Read Awakening Online

Authors: Karen Sandler

Awakening (3 page)

The GEN boys hung back, eyes wide. “Are there any more in there?” one of them asked.

“Just the one,” Kayla told them. She laughed. “You’re not afraid of that little thing?”

Kayla wasn’t being fair. Seycats like Nishi might be barely knee-high to the tall GEN boys, but they could slash even a full grown man to ribbons with those claws and teeth.

To show it was safe, Kayla stepped into the bay. She piled two sacks of kel-grain on top of two stacked crates of synth-protein, and started toward the warehouse door. She cast a look over her shoulder and sure enough, the boys were trying to shift as much as she was, but couldn’t budge a load that size. Risa knew better than to try to compete with Kayla’s strength—she took only one crate. The boys finally gave in and settled for one bag and one crate each.

It started to drizzle with their first trip across the plasscrete dock, the force of the rain increasing with each load. Before long, the rain soaked right through Kayla’s cheap duraplass hat. Risa’s hat as well from the looks of it—the lowborn woman’s dark, gray-speckled hair hung lank, and water soaked the back of her sturdy drom-wool shirt.
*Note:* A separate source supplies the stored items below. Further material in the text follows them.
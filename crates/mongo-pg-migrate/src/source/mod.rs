//! Document sources.

use crate::core::Document;
use crate::error::{MigrateError, Result};
use async_trait::async_trait;
use std::path::PathBuf;
use tracing::debug;

/// Provides the records of a source collection, in input order.
#[async_trait]
pub trait DocumentSource: Send + Sync {
    /// Read all records of a collection.
    async fn read_collection(&self, collection: &str) -> Result<Vec<Document>>;
}

/// Reads `mongoexport` dumps from a directory: one `<collection>.json`
/// file per collection, either JSON lines (mongoexport default) or a
/// single top-level JSON array (`--jsonArray`).
pub struct JsonDirSource {
    dir: PathBuf,
}

impl JsonDirSource {
    /// Create a source over an export directory.
    pub fn new(dir: impl Into<PathBuf>) -> Self {
        Self { dir: dir.into() }
    }

    fn parse(collection: &str, content: &str) -> Result<Vec<Document>> {
        let trimmed = content.trim_start();
        if trimmed.starts_with('[') {
            return Ok(serde_json::from_str(trimmed)?);
        }

        // JSON lines: one document per non-empty line
        let mut docs = Vec::new();
        for line in content.lines() {
            let line = line.trim();
            if line.is_empty() {
                continue;
            }
            let doc: Document = serde_json::from_str(line).map_err(|e| {
                MigrateError::Config(format!(
                    "invalid JSON line in export for collection '{}': {}",
                    collection, e
                ))
            })?;
            docs.push(doc);
        }
        Ok(docs)
    }
}

#[async_trait]
impl DocumentSource for JsonDirSource {
    async fn read_collection(&self, collection: &str) -> Result<Vec<Document>> {
        let path = self.dir.join(format!("{}.json", collection));
        debug!("Reading collection export: {:?}", path);
        let content = tokio::fs::read_to_string(&path).await.map_err(|e| {
            MigrateError::Config(format!(
                "cannot read export file {:?} for collection '{}': {}",
                path, collection, e
            ))
        })?;
        Self::parse(collection, &content)
    }
}

#[cfg(test)]
mod tests {
    use super::*;

    #[tokio::test]
    async fn test_reads_json_array_file() {
        let dir = tempfile::tempdir().unwrap();
        std::fs::write(
            dir.path().join("users.json"),
            r#"[{"_id": "a", "name": "Ann"}, {"_id": "b", "name": "Bob"}]"#,
        )
        .unwrap();

        let source = JsonDirSource::new(dir.path());
        let docs = source.read_collection("users").await.unwrap();
        assert_eq!(docs.len(), 2);
        assert_eq!(docs[0].get("name").unwrap(), "Ann");
    }

    #[tokio::test]
    async fn test_reads_json_lines_file() {
        let dir = tempfile::tempdir().unwrap();
        std::fs::write(
            dir.path().join("users.json"),
            "{\"_id\": \"a\"}\n\n{\"_id\": \"b\"}\n",
        )
        .unwrap();

        let source = JsonDirSource::new(dir.path());
        let docs = source.read_collection("users").await.unwrap();
        assert_eq!(docs.len(), 2);
        assert_eq!(docs[1].get("_id").unwrap(), "b");
    }

    #[tokio::test]
    async fn test_missing_file_is_config_error() {
        let dir = tempfile::tempdir().unwrap();
        let source = JsonDirSource::new(dir.path());
        assert!(matches!(
            source.read_collection("missing").await,
            Err(MigrateError::Config(_))
        ));
    }

    #[tokio::test]
    async fn test_bad_json_line_reported_with_collection() {
        let dir = tempfile::tempdir().unwrap();
        std::fs::write(dir.path().join("users.json"), "{not json}\n").unwrap();

        let source = JsonDirSource::new(dir.path());
        let err = source.read_collection("users").await.unwrap_err();
        assert!(err.to_string().contains("users"));
    }
}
Kayla’s brown-beigey braid, which usually kept her long, tangle-prone hair under control, had unraveled in the dampness, curls and tendrils poking every
which way. Risa’s usually-pale skin looked even more pasty white in the cold. Even Kayla’s hands had taken on a blue tinge despite her GEN circuitry kicking in to warm her.

Working doggedly in the downpour, Kayla trudged from lorry to warehouse and back until only a dozen crates and a half-dozen sacks of kel-grain were left. Her arms and shoulders felt like mush from the wet work. The two GEN boys had run out of steam too, carrying only one sack or crate each per trip.

Kayla toted the last three crates, following Risa, who had the final kel-grain sack slung over her shoulder. Risa slung the sack on top of the pile, then nudged Kayla, gesturing toward the front of the warehouse where a GEN woman waited.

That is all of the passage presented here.